Repeat precisely, and only, the lines between the line containing "fn neighbour(&self, cell: CubeCoord, dir: Direction)" and the end of the listing below, both ends included.
Start of Block
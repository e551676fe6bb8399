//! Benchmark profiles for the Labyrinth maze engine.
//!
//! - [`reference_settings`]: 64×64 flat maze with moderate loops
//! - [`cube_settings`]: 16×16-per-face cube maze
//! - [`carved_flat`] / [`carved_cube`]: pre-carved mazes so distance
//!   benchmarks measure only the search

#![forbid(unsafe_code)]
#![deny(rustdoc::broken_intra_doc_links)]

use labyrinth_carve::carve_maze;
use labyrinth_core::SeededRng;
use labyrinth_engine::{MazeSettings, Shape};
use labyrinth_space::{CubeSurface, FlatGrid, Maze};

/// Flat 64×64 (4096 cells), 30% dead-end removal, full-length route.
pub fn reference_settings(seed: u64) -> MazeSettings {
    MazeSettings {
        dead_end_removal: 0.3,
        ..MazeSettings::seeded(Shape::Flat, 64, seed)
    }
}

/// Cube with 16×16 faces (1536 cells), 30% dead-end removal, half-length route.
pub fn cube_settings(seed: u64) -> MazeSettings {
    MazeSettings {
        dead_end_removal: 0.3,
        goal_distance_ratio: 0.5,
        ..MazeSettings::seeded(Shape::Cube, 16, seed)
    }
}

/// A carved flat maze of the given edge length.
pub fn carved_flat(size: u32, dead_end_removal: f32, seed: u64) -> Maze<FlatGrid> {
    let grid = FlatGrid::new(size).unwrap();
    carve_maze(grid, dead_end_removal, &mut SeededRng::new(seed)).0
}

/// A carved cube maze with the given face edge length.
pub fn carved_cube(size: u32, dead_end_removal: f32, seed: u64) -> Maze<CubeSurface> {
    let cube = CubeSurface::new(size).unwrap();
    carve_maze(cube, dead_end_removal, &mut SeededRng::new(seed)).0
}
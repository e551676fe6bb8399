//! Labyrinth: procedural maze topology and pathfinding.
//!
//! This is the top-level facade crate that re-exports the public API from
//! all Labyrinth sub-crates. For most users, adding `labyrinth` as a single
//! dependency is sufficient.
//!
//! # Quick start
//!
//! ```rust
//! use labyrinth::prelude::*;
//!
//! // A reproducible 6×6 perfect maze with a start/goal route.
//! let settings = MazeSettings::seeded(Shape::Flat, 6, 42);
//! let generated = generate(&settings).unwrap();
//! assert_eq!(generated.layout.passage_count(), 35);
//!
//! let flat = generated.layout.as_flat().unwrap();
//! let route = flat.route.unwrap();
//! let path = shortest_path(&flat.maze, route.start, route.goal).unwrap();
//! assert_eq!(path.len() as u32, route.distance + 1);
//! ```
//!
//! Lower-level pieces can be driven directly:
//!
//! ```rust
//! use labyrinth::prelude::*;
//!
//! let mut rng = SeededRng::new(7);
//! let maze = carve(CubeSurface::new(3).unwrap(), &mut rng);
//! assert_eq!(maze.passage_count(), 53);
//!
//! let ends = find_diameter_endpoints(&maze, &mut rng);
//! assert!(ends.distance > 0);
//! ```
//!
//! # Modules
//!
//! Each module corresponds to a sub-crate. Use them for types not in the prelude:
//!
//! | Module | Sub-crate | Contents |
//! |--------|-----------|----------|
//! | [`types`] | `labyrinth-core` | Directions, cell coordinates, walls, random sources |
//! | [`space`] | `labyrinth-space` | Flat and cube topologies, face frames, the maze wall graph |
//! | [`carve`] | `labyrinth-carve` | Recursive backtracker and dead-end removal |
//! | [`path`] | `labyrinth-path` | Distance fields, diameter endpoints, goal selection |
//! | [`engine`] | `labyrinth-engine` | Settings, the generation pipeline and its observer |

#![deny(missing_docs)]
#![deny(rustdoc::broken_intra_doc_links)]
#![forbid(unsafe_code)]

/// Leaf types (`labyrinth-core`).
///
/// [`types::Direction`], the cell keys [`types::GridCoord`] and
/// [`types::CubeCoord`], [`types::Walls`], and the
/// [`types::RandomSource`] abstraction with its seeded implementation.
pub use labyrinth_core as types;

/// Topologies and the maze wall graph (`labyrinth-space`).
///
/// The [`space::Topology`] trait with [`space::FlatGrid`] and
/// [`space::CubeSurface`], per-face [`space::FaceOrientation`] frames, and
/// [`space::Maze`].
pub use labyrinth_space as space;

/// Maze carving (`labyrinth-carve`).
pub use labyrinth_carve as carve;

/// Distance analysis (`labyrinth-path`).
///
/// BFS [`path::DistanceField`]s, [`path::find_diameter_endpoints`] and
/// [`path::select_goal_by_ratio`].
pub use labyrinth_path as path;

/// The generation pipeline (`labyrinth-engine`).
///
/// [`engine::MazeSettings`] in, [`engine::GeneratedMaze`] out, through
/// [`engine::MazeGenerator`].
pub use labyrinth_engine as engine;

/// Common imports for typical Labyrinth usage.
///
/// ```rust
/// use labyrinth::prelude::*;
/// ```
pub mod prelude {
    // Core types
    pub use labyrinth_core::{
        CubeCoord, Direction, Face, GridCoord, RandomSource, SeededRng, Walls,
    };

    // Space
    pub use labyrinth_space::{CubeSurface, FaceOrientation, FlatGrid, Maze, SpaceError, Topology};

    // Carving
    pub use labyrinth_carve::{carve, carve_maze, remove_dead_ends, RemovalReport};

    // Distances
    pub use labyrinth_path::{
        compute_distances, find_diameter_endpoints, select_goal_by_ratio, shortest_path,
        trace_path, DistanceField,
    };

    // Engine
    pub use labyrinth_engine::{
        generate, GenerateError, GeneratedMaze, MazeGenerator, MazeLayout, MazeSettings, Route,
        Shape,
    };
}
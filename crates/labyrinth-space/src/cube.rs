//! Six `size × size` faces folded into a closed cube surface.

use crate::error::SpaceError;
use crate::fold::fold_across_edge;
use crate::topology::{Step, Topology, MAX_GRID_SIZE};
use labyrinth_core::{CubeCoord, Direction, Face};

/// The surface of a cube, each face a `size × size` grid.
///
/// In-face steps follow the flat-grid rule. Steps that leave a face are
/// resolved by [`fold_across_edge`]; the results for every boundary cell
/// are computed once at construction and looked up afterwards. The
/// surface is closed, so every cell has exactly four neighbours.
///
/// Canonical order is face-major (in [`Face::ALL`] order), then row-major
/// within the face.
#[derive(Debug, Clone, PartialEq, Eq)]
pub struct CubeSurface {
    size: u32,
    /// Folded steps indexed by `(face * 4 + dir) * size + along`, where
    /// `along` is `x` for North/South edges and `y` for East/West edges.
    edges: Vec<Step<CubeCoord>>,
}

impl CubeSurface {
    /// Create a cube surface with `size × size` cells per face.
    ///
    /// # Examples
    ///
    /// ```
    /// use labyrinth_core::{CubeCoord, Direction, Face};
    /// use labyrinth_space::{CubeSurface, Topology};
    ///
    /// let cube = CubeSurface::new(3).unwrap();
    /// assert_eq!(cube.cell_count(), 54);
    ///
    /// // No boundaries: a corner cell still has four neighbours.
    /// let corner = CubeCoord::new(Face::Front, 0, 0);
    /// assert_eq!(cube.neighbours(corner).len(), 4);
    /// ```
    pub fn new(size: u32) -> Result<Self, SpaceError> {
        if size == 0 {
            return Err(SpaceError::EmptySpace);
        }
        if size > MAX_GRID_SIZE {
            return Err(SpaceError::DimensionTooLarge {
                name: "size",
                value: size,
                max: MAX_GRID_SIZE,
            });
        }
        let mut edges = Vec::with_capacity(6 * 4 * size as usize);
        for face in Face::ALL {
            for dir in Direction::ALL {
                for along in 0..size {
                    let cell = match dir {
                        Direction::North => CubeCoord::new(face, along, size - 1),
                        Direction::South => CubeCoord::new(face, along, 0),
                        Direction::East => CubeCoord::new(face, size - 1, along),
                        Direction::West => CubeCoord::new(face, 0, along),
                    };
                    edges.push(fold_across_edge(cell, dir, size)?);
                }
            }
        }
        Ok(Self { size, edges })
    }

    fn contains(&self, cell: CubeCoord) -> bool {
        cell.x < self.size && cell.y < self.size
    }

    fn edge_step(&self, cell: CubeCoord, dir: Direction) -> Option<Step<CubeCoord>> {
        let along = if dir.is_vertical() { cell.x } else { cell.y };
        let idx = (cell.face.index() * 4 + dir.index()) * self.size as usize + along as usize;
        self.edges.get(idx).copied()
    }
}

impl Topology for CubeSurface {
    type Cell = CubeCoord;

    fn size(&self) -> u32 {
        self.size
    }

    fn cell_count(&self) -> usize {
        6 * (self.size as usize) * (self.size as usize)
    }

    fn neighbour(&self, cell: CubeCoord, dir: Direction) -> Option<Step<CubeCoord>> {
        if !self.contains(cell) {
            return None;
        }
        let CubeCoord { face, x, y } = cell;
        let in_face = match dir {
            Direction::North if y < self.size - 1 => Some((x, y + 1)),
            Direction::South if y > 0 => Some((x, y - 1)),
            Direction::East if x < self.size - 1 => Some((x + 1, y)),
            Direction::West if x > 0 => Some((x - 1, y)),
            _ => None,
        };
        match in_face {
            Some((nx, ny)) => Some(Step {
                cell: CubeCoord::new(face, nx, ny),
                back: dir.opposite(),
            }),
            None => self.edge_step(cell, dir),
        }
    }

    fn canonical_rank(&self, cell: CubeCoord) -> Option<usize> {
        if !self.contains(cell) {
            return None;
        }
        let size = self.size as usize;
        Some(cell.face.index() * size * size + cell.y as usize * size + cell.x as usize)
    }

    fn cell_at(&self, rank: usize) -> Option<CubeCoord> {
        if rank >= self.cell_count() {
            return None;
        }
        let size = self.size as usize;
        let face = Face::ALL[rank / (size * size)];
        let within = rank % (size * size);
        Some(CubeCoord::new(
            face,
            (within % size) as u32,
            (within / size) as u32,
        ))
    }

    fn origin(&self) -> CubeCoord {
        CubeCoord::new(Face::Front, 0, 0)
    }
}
End of Block
*SOLUTION*
    fn neighbour(&self, cell: CubeCoord, dir: Direction) -> Option<Step<CubeCoord>> {
        if !self.contains(cell) {
            return None;
        }
        let CubeCoord { face, x, y } = cell;
        let in_face = match dir {
            Direction::North if y < self.size - 1 => Some((x, y + 1)),
            Direction::South if y > 0 => Some((x, y - 1)),
            Direction::East if x < self.size - 1 => Some((x + 1, y)),
            Direction::West if x > 0 => Some((x - 1, y)),
            _ => None,
        };
        match in_face {
            Some((nx, ny)) => Some(Step {
                cell: CubeCoord::new(face, nx, ny),
                back: dir.opposite(),
            }),
            None => self.edge_step(cell, dir),
        }
    }

    fn canonical_rank(&self, cell: CubeCoord) -> Option<usize> {
        if !self.contains(cell) {
            return None;
        }
        let size = self.size as usize;
        Some(cell.face.index() * size * size + cell.y as usize * size + cell.x as usize)
    }

    fn cell_at(&self, rank: usize) -> Option<CubeCoord> {
        if rank >= self.cell_count() {
            return None;
        }
        let size = self.size as usize;
        let face = Face::ALL[rank / (size * size)];
        let within = rank % (size * size);
        Some(CubeCoord::new(
            face,
            (within % size) as u32,
            (within / size) as u32,
        ))
    }

    fn origin(&self) -> CubeCoord {
        CubeCoord::new(Face::Front, 0, 0)
    }
}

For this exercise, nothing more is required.